Mascararte promete "soltar" o maior diabo alguma vez visto
Bragança, 28 nov (Lusa) -- A figura do diabo que domina as festas de inverno no Nordeste Transmontano vai invadir a cidade de Bragança, na primeira semana de dezembro, em cortejos, rituais e palestras da Mascararte, a bienal da máscara.
O evento, que há dez anos promove uma das mais genuínas tradições transmontanas personificadas nos caretos das Festas dos Rapazes, promete apresentar "o maior diabo alguma vez visto" para ser queimado no final da bienal, como acontece nos rituais festivos transmontanos.
O objetivo não é bater recordes, como sublinharam hoje os promotores na apresentação do evento, mas surpreender o público da Mascararte, que desafia também as escolas a dar azo à criatividade e a criar diabos ao gosto da imaginação.

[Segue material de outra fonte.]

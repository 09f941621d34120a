// Locates the system libcec when the `libcec` feature is enabled and derives the
// capability flags the crate needs from its version.
// The link itself is emitted by libcec-sys.
use std::env;
use std::process::Command;

const LIBCEC_PKG: &str = "libcec";
// cec_adapter_descriptor (detect_adapters) is only reliable from 4.x onwards
const DESCRIPTOR_MIN_MAJOR: u32 = 4;

fn probe_version() -> Result<String, String> {
    let output = Command::new("pkg-config")
        .args(["--modversion", LIBCEC_PKG])
        .output()
        .map_err(|e| format!("failed to run pkg-config: {}", e))?;

    if !output.status.success() {
        return Err(format!("pkg-config could not find {}", LIBCEC_PKG));
    }

    Ok(String::from_utf8_lossy(&output.stdout).trim().to_string())
}

fn parse_major(version: &str) -> Option<u32> {
    version.split('.').next()?.parse().ok()
}

fn main() {
    println!("cargo:rerun-if-changed=build.rs");
    println!("cargo:rerun-if-env-changed=PKG_CONFIG_PATH");

    if env::var_os("CARGO_FEATURE_LIBCEC").is_none() {
        return;
    }

    let major = match probe_version() {
        Ok(version) => {
            println!("cargo:rustc-env=CEC_LIB_VERSION={}", version);
            parse_major(&version)
        }
        Err(e) => {
            // libcec-sys builds its bundled copy in that case, which is always recent enough
            println!("cargo:warning={}, assuming the bundled libcec", e);
            println!("cargo:rustc-env=CEC_LIB_VERSION=bundled");
            None
        }
    };

    if major.map_or(true, |major| major >= DESCRIPTOR_MIN_MAJOR) {
        println!("cargo:rustc-cfg=cec_adapter_descriptor");
    }
}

Podem ter asas de anjo, ser simbolizados em figuras conhecidas ou manter a imagem de meio homem meio animal, vermelho, com cauda e tridente para encher a primeira concentração de diabos no encerramento da quinta Mascararte, que decorre entre 01 e 07 de dezembro.
A organização é da Câmara Municipal, Escola Superior de Educação e Academia Ibérica da Máscara, que decidiram dedicar esta edição da Mascararte exclusivamente à infernal figura mítica que inspira as festas de inverno, entre o final de outubro e o Domingo Gordo de Carnaval.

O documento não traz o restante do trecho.